[PATCH] D15471: [IR] Add support for floating pointer and vector atomic loads and stores

Philip Reames via llvm-commits llvm-commits at lists.llvm.org
Mon Dec 14 13:05:45 PST 2015


reames added inline comments.

================
Comment at: docs/LangRef.rst:6995
@@ -6996,1 +6994,3 @@
+be an type whose bit width is a power of two, greater than or equal to 
+eight, and less than or equal to a target-specific size limit.
 ``align`` must be explicitly specified on atomic loads, and the load has
----------------
jfb wrote:
> This isn't correct because it can't be any type: it has to be an integer, FP or vector. I'm not sure I'm really enthused by the addition of vector here because it has odd ramifications:
>  * What if the vector's size isn't a power of 2?
>  * What about vector atomicity and alignment? Some usecases may be OK with element-wise atomicity only (with undefined ordering).
>  * What if the vector contains pointers?

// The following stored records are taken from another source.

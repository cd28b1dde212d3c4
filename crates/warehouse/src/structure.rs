//! Declarative zone structure: the specification bins are derived from.
//!
//! A `ZoneStructure` never holds bin instances; it only describes how many
//! aisles/shelves/bins a zone has and how their addresses are formatted.

use serde::{Deserialize, Serialize};

use stockgrid_core::{DomainError, DomainResult, ValueObject};

use crate::code_pattern::CodePattern;

/// Schema caps for a single zone.
pub const MAX_AISLES: u8 = 99;
pub const MAX_SHELVES_PER_AISLE: u16 = 999;
pub const MAX_BINS_PER_SHELF: u8 = 26;

/// Per-aisle override of the zone-wide shelf/bin counts.
#[derive(Debug, Clone, Copy, PartialEq, Eq, Serialize, Deserialize)]
pub struct AisleConfig {
    pub aisle_number: u8,
    pub shelves_count: u16,
    pub bins_per_shelf: u8,
}

/// Physical dimensions of a zone (metres, presentation only).
#[derive(Debug, Clone, Copy, PartialEq, Serialize, Deserialize)]
pub struct Dimensions {
    pub width_m: f64,
    pub depth_m: f64,
    pub height_m: f64,
}

/// Zone floor-plan rendering hints. Stored next to the structure, never
/// consulted by the planner or the differ.
#[derive(Debug, Clone, PartialEq, Eq, Serialize, Deserialize)]
pub struct ZoneLayout {
    pub orientation: LayoutOrientation,
    pub origin: LayoutOrigin,
    #[serde(default)]
    pub note: Option<String>,
}

#[derive(Debug, Clone, Copy, PartialEq, Eq, Serialize, Deserialize)]
#[serde(rename_all = "lowercase")]
pub enum LayoutOrientation {
    Horizontal,
    Vertical,
}

#[derive(Debug, Clone, Copy, PartialEq, Eq, Serialize, Deserialize)]
#[serde(rename_all = "snake_case")]
pub enum LayoutOrigin {
    FrontLeft,
    FrontRight,
    BackLeft,
    BackRight,
}

/// Declarative aisle/shelf/bin layout plus the address code pattern.
///
/// Stored as a structured document attached to the zone row.
#[derive(Debug, Clone, PartialEq, Serialize, Deserialize)]
pub struct ZoneStructure {
    pub aisles: u8,
    pub shelves_per_aisle: u16,
    pub bins_per_shelf: u8,
    #[serde(default)]
    pub aisle_configs: Vec<AisleConfig>,
    #[serde(default)]
    pub code_pattern: CodePattern,
    #[serde(default)]
    pub dimensions: Option<Dimensions>,
}

impl ValueObject for ZoneStructure {}

impl ZoneStructure {
    /// Uniform structure without per-aisle overrides.
    pub fn uniform(aisles: u8, shelves_per_aisle: u16, bins_per_shelf: u8) -> Self {
        Self {
            aisles,
            shelves_per_aisle,
            bins_per_shelf,
            aisle_configs: Vec::new(),
            code_pattern: CodePattern::default(),
            dimensions: None,
        }
    }

    pub fn with_pattern(mut self, code_pattern: CodePattern) -> Self {
        self.code_pattern = code_pattern;
        self
    }

    pub fn with_aisle_configs(mut self, aisle_configs: Vec<AisleConfig>) -> Self {
        self.aisle_configs = aisle_configs;
        self
    }

    /// Validate bounds, aisle-number uniqueness and digit-width fit.
    ///
    /// Must pass before enumeration; all checks run before any mutation
    /// anywhere in the reconfiguration flow.
    pub fn validate(&self) -> DomainResult<()> {
        if self.aisles > MAX_AISLES {
            return Err(DomainError::bad_request(format!(
                "aisles {} exceeds maximum {MAX_AISLES}",
                self.aisles
            )));
        }
        if self.shelves_per_aisle > MAX_SHELVES_PER_AISLE {
            return Err(DomainError::bad_request(format!(
                "shelves_per_aisle {} exceeds maximum {MAX_SHELVES_PER_AISLE}",
                self.shelves_per_aisle
            )));
        }
        if self.bins_per_shelf > MAX_BINS_PER_SHELF {
            return Err(DomainError::bad_request(format!(
                "bins_per_shelf {} exceeds maximum {MAX_BINS_PER_SHELF}",
                self.bins_per_shelf
            )));
        }

        let mut seen = std::collections::HashSet::new();
        for config in &self.aisle_configs {
            if config.aisle_number == 0 || config.aisle_number > MAX_AISLES {
                return Err(DomainError::bad_request(format!(
                    "aisle number {} out of range 1..={MAX_AISLES}",
                    config.aisle_number
                )));
            }
            if !seen.insert(config.aisle_number) {
                return Err(DomainError::bad_request(format!(
                    "duplicate aisle number {} in aisle configs",
                    config.aisle_number
                )));
            }
            if config.shelves_count > MAX_SHELVES_PER_AISLE {
                return Err(DomainError::bad_request(format!(
                    "shelves_count {} for aisle {} exceeds maximum {MAX_SHELVES_PER_AISLE}",
                    config.shelves_count, config.aisle_number
                )));
            }
            if config.bins_per_shelf > MAX_BINS_PER_SHELF {
                return Err(DomainError::bad_request(format!(
                    "bins_per_shelf {} for aisle {} exceeds maximum {MAX_BINS_PER_SHELF}",
                    config.bins_per_shelf, config.aisle_number
                )));
            }
        }

        // The code pattern must be able to express every coordinate the
        // structure implies, otherwise address generation would fail halfway
        // through a bin set.
        for (aisle, shelves, _bins) in self.effective_aisles() {
            if aisle > self.code_pattern.max_aisle() {
                return Err(DomainError::bad_request(format!(
                    "aisle {aisle} does not fit {} digit(s) in the code pattern",
                    self.code_pattern.aisle_digits()
                )));
            }
            if shelves > self.code_pattern.max_shelf() {
                return Err(DomainError::bad_request(format!(
                    "shelf count {shelves} for aisle {aisle} does not fit {} digit(s) in the code pattern",
                    self.code_pattern.shelf_digits()
                )));
            }
        }

        Ok(())
    }

    /// The aisles this structure actually implies, ascending, each as
    /// `(aisle_number, shelves_count, bins_per_shelf)`.
    ///
    /// Without overrides that is `1..=aisles` with the zone defaults; with
    /// overrides it is exactly the configured aisle numbers.
    pub fn effective_aisles(&self) -> Vec<(u8, u16, u8)> {
        if self.aisle_configs.is_empty() {
            (1..=self.aisles)
                .map(|a| (a, self.shelves_per_aisle, self.bins_per_shelf))
                .collect()
        } else {
            let mut aisles: Vec<(u8, u16, u8)> = self
                .aisle_configs
                .iter()
                .map(|c| (c.aisle_number, c.shelves_count, c.bins_per_shelf))
                .collect();
            aisles.sort_by_key(|(a, _, _)| *a);
            aisles
        }
    }

    pub fn total_aisles(&self) -> u32 {
        self.effective_aisles().len() as u32
    }

    pub fn total_shelves(&self) -> u32 {
        self.effective_aisles()
            .iter()
            .map(|(_, shelves, _)| u32::from(*shelves))
            .sum()
    }

    pub fn total_bins(&self) -> u32 {
        self.effective_aisles()
            .iter()
            .map(|(_, shelves, bins)| u32::from(*shelves) * u32::from(*bins))
            .sum()
    }
}
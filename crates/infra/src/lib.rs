//! `stockgrid-infra` — storage seam and orchestration for the warehouse
//! domain.
//!
//! - [`repositories`]: tenant-scoped repository traits plus the in-memory
//!   backend used for tests and single-node deployments
//! - [`services`]: the application services that compose repositories, the
//!   pure planner/differ, and the event bus into the operations the API
//!   layer exposes

pub mod repositories;
pub mod services;

#[cfg(test)]
mod integration_tests;

pub use repositories::{
    BinBatch, BinsRepository, InMemoryWarehouseStore, ItemsRepository, RepoResult,
    RepositoryError, WarehousesRepository, ZonesRepository,
};
pub use services::{
    AddressService, ConfigureStructureResult, ProvisioningService, ServiceError,
    ZoneDeletionOutcome, ZoneStructureService,
};
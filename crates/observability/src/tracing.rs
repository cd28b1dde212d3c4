//! Tracing/logging initialization.

use tracing_subscriber::EnvFilter;

/// Initialize tracing/logging for the process.
///
/// JSON logs with timestamps, filterable via `RUST_LOG`. Safe to call
/// multiple times (subsequent calls are no-ops).
pub fn init() {
    let filter = EnvFilter::try_from_default_env().unwrap_or_else(|_| EnvFilter::new("info"));

    let _ = tracing_subscriber::fmt()
        .with_env_filter(filter)
        .json()
        .with_timer(tracing_subscriber::fmt::time::SystemTime)
        .with_target(false)
        .try_init();
}

/// Human-readable initialization for tests and local debugging. Respects
/// `RUST_LOG` the same way [`init`] does.
pub fn init_for_tests() {
    let filter = EnvFilter::try_from_default_env().unwrap_or_else(|_| EnvFilter::new("warn"));

    let _ = tracing_subscriber::fmt()
        .with_env_filter(filter)
        .compact()
        .with_test_writer()
        .try_init();
}
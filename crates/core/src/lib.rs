//! `stockgrid-core` — domain foundation building blocks.
//!
//! This crate contains **pure domain** primitives (no infrastructure concerns).

pub mod entity;
pub mod error;
pub mod id;
pub mod value_object;
pub mod version;

pub use entity::Entity;
pub use error::{DomainError, DomainResult};
pub use id::{EntityId, TenantId};
pub use value_object::ValueObject;
pub use version::ExpectedVersion;
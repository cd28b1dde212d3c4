//! Application services: the operations the API layer exposes.
//!
//! Services compose repositories, the pure planner/differ, and the event
//! bus. Error mapping is centralized in [`ServiceError`]: deterministic
//! domain failures and storage failures stay distinguishable so the API
//! layer can map them to status codes.

pub mod addressing;
pub mod provisioning;
pub mod zone_structure;

pub use addressing::AddressService;
pub use provisioning::ProvisioningService;
pub use zone_structure::{ConfigureStructureResult, ZoneDeletionOutcome, ZoneStructureService};

use thiserror::Error;

use stockgrid_core::DomainError;

use crate::repositories::RepositoryError;

/// Failure of a service operation.
#[derive(Debug, Error)]
pub enum ServiceError {
    /// Deterministic domain failure (validation, invariant, conflict).
    #[error(transparent)]
    Domain(#[from] DomainError),

    /// The storage backend failed or rejected the write.
    #[error(transparent)]
    Repository(#[from] RepositoryError),
}

impl ServiceError {
    /// Whether retrying the same request could succeed (storage hiccups and
    /// optimistic-concurrency conflicts; never validation failures).
    pub fn is_retryable(&self) -> bool {
        match self {
            ServiceError::Domain(DomainError::Conflict(_)) => true,
            ServiceError::Domain(_) => false,
            ServiceError::Repository(RepositoryError::NotFound(_)) => false,
            ServiceError::Repository(_) => true,
        }
    }
}
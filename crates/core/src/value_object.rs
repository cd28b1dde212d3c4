//! Value object trait: equality by value, not identity.

/// Marker trait for value objects.
///
/// Value objects are **immutable** and **compared by value** — identity does
/// not matter, only the attribute values do. A `CodePattern` with separator
/// `'-'` and two aisle digits equals any other pattern with those values.
///
/// To "modify" a value object, construct a new one. Immutability keeps value
/// objects safe to share across threads and trivially comparable in tests.
///
/// The trait requires `Clone` (values are cheap to copy), `PartialEq`
/// (compared by attributes) and `Debug` (loggable/testable).
pub trait ValueObject: Clone + PartialEq + core::fmt::Debug {}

Right now you can't have atomic load/store of pointers, it seems odd to allow vectors of pointers.
> 
> I'd drop vectors from this patch, and clarify the documentation to mention integer and floating-point.
Let's move this to the llvm-dev thread.

For the record, your point 3 is based on a wrong assumption.  We do support atomic loads and stores of pointers.  

================
Comment at: lib/CodeGen/AtomicExpandPass.cpp:142
@@ +141,3 @@
+        LI = convertAtomicLoadToIntegerType(LI);
+        assert(LI->getType()->isIntegerTy());
+        MadeChange = true;
----------------
jfb wrote:
> Add a string: `assert(foo && "bar");`
Will do.  For the record, I feel the message adds absolutely nothing here given the code context, but I don't care enough to argue the point.

================
Comment at: lib/CodeGen/AtomicExpandPass.cpp:202
@@ +201,3 @@
+  EVT VT = TLI->getValueType(DL, T);
+  unsigned BitWidth = VT.getSizeInBits();
+  return IntegerType::get(T->getContext(), BitWidth);
----------------
jfb wrote:
> Shouldn't this be `getStoreSizeInBits()`? If `getStoreSizeInBits() != getSizeInBits()` then we'll have problems because the alignment may be wrong. I'd assert that they're the same, as well as checking the number is a power of 2 (because lulz fp80).
I'll switch methods and add the first assert since it's slightly non-obvious.  The power of two is enforced by the verifier.